» **TASK INSTRUCTIONS**: Which lines of the entries below contain the string "RawReport"? Copy each one.

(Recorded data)
:::::

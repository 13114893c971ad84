//! HTTP client for the upstream earthquake API.

use std::collections::HashMap;

use async_trait::async_trait;
use reqwest::Client;
use serde::Deserialize;
use serde_json::Value;
use tracing::debug;

use quake_core::{
    parse_reports, NameTiers, NamedPlace, PlaceNameSource, RawReport, ReportKind,
    ReportSource, SourceError,
};

use crate::config::FeedConfig;
use crate::error::FeedError;

/// Client for the earthquake report history and the place-name dataset.
#[derive(Clone)]
pub struct FeedClient {
    http: Client,
    config: FeedConfig,
}

impl FeedClient {
    /// Build a client with the configured timeout.
    pub fn new(config: FeedConfig) -> Result<Self, FeedError> {
        let http = Client::builder()
            .user_agent(concat!("namazu/", env!("CARGO_PKG_VERSION")))
            .timeout(config.timeout)
            .build()?;

        Ok(Self { http, config })
    }

    pub fn config(&self) -> &FeedConfig {
        &self.config
    }

    async fn get_json(&self, url: &str) -> Result<Value, FeedError> {
        debug!(url, "fetching");
        let response = self.http.get(url).send().await?;

        let status = response.status();
        if !status.is_success() {
            return Err(FeedError::Status(status.as_u16()));
        }

        Ok(response.json().await?)
    }
}

#[async_trait]
impl ReportSource for FeedClient {
    async fn fetch(&self, kind: ReportKind) -> Result<Vec<RawReport>, SourceError> {
        let url = self.config.history_url(kind);
        let value = self.get_json(&url).await.map_err(SourceError::from)?;

        // The endpoint returns one JSON array; individual records that do
        // not match their code are dropped by the parser, not fatal.
        let values: Vec<Value> = serde_json::from_value(value)?;
        let reports = parse_reports(&values);
        debug!(kind = ?kind, count = reports.len(), "fetched reports");
        Ok(reports)
    }
}

#[async_trait]
impl PlaceNameSource for FeedClient {
    async fn fetch_administrative_names(&self) -> Result<NameTiers, SourceError> {
        let value = self
            .get_json(&self.config.placename_url)
            .await
            .map_err(SourceError::from)?;

        let wire: WireTiers = serde_json::from_value(value)?;
        Ok(flatten_tiers(wire))
    }
}

// Dataset wire shape: three maps of record id → {name, kana}.

#[derive(Debug, Default, Deserialize)]
#[serde(default)]
struct WireTiers {
    prefectures: HashMap<String, WireName>,
    cities: HashMap<String, WireName>,
    wards: HashMap<String, WireName>,
}

#[derive(Debug, Default, Deserialize)]
#[serde(default)]
struct WireName {
    name: String,
    kana: String,
}

/// Flatten one tier map into id-sorted places, so dictionary construction
/// is deterministic across fetches.
fn flatten_tier(tier: HashMap<String, WireName>) -> Vec<NamedPlace> {
    let mut entries: Vec<(String, WireName)> = tier.into_iter().collect();
    entries.sort_by(|a, b| a.0.cmp(&b.0));
    entries
        .into_iter()
        .map(|(_, wire)| NamedPlace {
            name: wire.name,
            reading: wire.kana,
        })
        .collect()
}

fn flatten_tiers(wire: WireTiers) -> NameTiers {
    NameTiers {
        prefectures: flatten_tier(wire.prefectures),
        cities: flatten_tier(wire.cities),
        wards: flatten_tier(wire.wards),
    }
}
//! The early-warning side channel.

use std::cmp::Ordering;
use std::collections::HashSet;

use quake_core::EarlyWarningReport;
use rand::Rng;

/// Pick the early warning to surface for this poll.
///
/// Normally the most recent report wins, comparing the upstream ISO-8601
/// time strings (which sort chronologically) and falling back to input
/// order when a time is missing. In simulation mode a random candidate is
/// chosen instead, to exercise the alert path with varied payloads.
pub fn select_warning(
    reports: &[EarlyWarningReport],
    simulate: bool,
) -> Option<&EarlyWarningReport> {
    if reports.is_empty() {
        return None;
    }

    if simulate {
        let index = rand::thread_rng().gen_range(0..reports.len());
        return reports.get(index);
    }

    reports
        .iter()
        .enumerate()
        .max_by(|(left_idx, left), (right_idx, right)| {
            match (&left.time, &right.time) {
                (Some(lt), Some(rt)) => lt.cmp(rt).then(left_idx.cmp(right_idx)),
                (Some(_), None) => Ordering::Greater,
                (None, Some(_)) => Ordering::Less,
                (None, None) => left_idx.cmp(right_idx),
            }
        })
        .map(|(_, report)| report)
}

/// Suppresses duplicate alert delivery per correlation id.
///
/// An id stays active from the first `admit` until `resolve`, so repeated
/// polls seeing the same warning do not re-fire the alert while it is
/// still showing.
#[derive(Debug, Default)]
pub struct AlertGate {
    active: HashSet<String>,
}

impl AlertGate {
    pub fn new() -> Self {
        Self::default()
    }

    /// Returns true when the id was not already active - the caller
    /// should deliver the alert. Subsequent calls for the same id return
    /// false until it is resolved.
    pub fn admit(&mut self, correlation_id: &str) -> bool {
        self.active.insert(correlation_id.to_string())
    }

    /// End the alert window for an id, allowing a future re-delivery.
    pub fn resolve(&mut self, correlation_id: &str) {
        self.active.remove(correlation_id);
    }

    /// Resolve every active id the predicate no longer considers live.
    ///
    /// The poll loop calls this with the warning ids still present in the
    /// current snapshot: an id that has left the feed ends its window, so
    /// a later reappearance alerts again.
    pub fn prune<F>(&mut self, live: F)
    where
        F: Fn(&str) -> bool,
    {
        self.active.retain(|id| live(id));
    }

    pub fn is_active(&self, correlation_id: &str) -> bool {
        self.active.contains(correlation_id)
    }
}

#[cfg(test)]
mod tests {
    use super::*;
    use quake_core::TsunamiStatus;

    fn warning(id: &str, time: Option<&str>) -> EarlyWarningReport {
        EarlyWarningReport {
            correlation_id: id.to_string(),
            time: time.map(|t| t.to_string()),
            hypocenter: None,
            max_scale: None,
            magnitude: None,
            tsunami: TsunamiStatus::Unknown,
        }
    }

    #[test]
    fn test_select_most_recent() {
        let reports = vec![
            warning("a", Some("2024-01-01T16:10:09+09:00")),
            warning("b", Some("2024-01-01T16:12:31+09:00")),
            warning("c", Some("2024-01-01T16:11:00+09:00")),
        ];
        let selected = select_warning(&reports, false).unwrap();
        assert_eq!(selected.correlation_id, "b");
    }

    #[test]
    fn test_select_falls_back_to_input_order() {
        let reports = vec![warning("a", None), warning("b", None)];
        let selected = select_warning(&reports, false).unwrap();
        assert_eq!(selected.correlation_id, "b");
    }

    #[test]
    fn test_timed_report_beats_untimed() {
        let reports = vec![
            warning("late", None),
            warning("timed", Some("2024-01-01T00:00:00+09:00")),
        ];
        let selected = select_warning(&reports, false).unwrap();
        assert_eq!(selected.correlation_id, "timed");
    }

    #[test]
    fn test_select_empty() {
        assert!(select_warning(&[], false).is_none());
        assert!(select_warning(&[], true).is_none());
    }

    #[test]
    fn test_simulation_picks_some_candidate() {
        let reports = vec![warning("a", None), warning("b", None)];
        let selected = select_warning(&reports, true).unwrap();
        assert!(["a", "b"].contains(&selected.correlation_id.as_str()));
    }

    #[test]
    fn test_alert_gate_suppresses_duplicates() {
        let mut gate = AlertGate::new();
        assert!(gate.admit("eew-1"));
        assert!(!gate.admit("eew-1"));
        assert!(gate.is_active("eew-1"));

        // A different id is independent.
        assert!(gate.admit("eew-2"));

        gate.resolve("eew-1");
        assert!(!gate.is_active("eew-1"));
        assert!(gate.admit("eew-1"));
    }

    #[test]
    fn test_alert_gate_prune() {
        let mut gate = AlertGate::new();
        gate.admit("eew-1");
        gate.admit("eew-2");

        // eew-1 is still in the feed, eew-2 has left it.
        gate.prune(|id| id == "eew-1");

        assert!(gate.is_active("eew-1"));
        assert!(!gate.is_active("eew-2"));
        assert!(!gate.admit("eew-1"));
        assert!(gate.admit("eew-2"));
    }
}
//! Bottom-half statistics.

use serde::Serialize;

use crate::wake::WakeOutcome;

/// Outcome of one scheduler run.
#[derive(Debug, Clone, Copy, PartialEq, Eq, Serialize)]
pub struct RunReport {
    /// Messages written to the chip.
    pub requests: usize,
    /// Confirmations received.
    pub confirmations: usize,
    /// Indications received (exception reports included).
    pub indications: usize,
    /// Credits still held by the chip when the run ended.
    pub credits_in_flight: u32,
    /// Whether the chip was allowed to sleep.
    pub released: bool,
    /// How the chip was woken.
    pub wake: WakeOutcome,
}

impl RunReport {
    pub(crate) fn new(wake: WakeOutcome) -> Self {
        Self {
            requests: 0,
            confirmations: 0,
            indications: 0,
            credits_in_flight: 0,
            released: false,
            wake,
        }
    }

    /// Whether either pump moved a message.
    pub fn is_idle(&self) -> bool {
        self.requests == 0 && self.confirmations == 0 && self.indications == 0
    }
}

/// Counters accumulated over the life of a link.
#[derive(Debug, Clone, Default, PartialEq, Eq, Serialize)]
pub struct BhStats {
    pub runs: u64,
    pub requests: u64,
    pub confirmations: u64,
    pub indications: u64,
    pub releases: u64,
    pub wake_timeouts: u64,
    pub seq_mismatches: u64,
    pub credit_underflows: u64,
    pub frame_errors: u64,
    pub encode_failures: u64,
    pub bus_errors: u64,
    pub alloc_failures: u64,
    pub chip_errors: u64,
    /// Interrupts that latched neither a length nor the ready bit.
    pub spurious_irqs: u64,
}

impl BhStats {
    pub(crate) fn record_run(&mut self, report: &RunReport) {
        self.runs += 1;
        self.requests += report.requests as u64;
        self.confirmations += report.confirmations as u64;
        self.indications += report.indications as u64;
        if report.released {
            self.releases += 1;
        }
        if report.wake == WakeOutcome::TimedOut {
            self.wake_timeouts += 1;
        }
    }

    /// Sum of every error counter.
    pub fn errors(&self) -> u64 {
        self.wake_timeouts
            + self.seq_mismatches
            + self.credit_underflows
            + self.frame_errors
            + self.encode_failures
            + self.bus_errors
            + self.alloc_failures
            + self.chip_errors
            + self.spurious_irqs
    }
}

:::::

» **SOLUTION TO THE PROBLEM**:
    parse_reports, NameTiers, NamedPlace, PlaceNameSource, RawReport, ReportKind,
    async fn fetch(&self, kind: ReportKind) -> Result<Vec<RawReport>, SourceError> {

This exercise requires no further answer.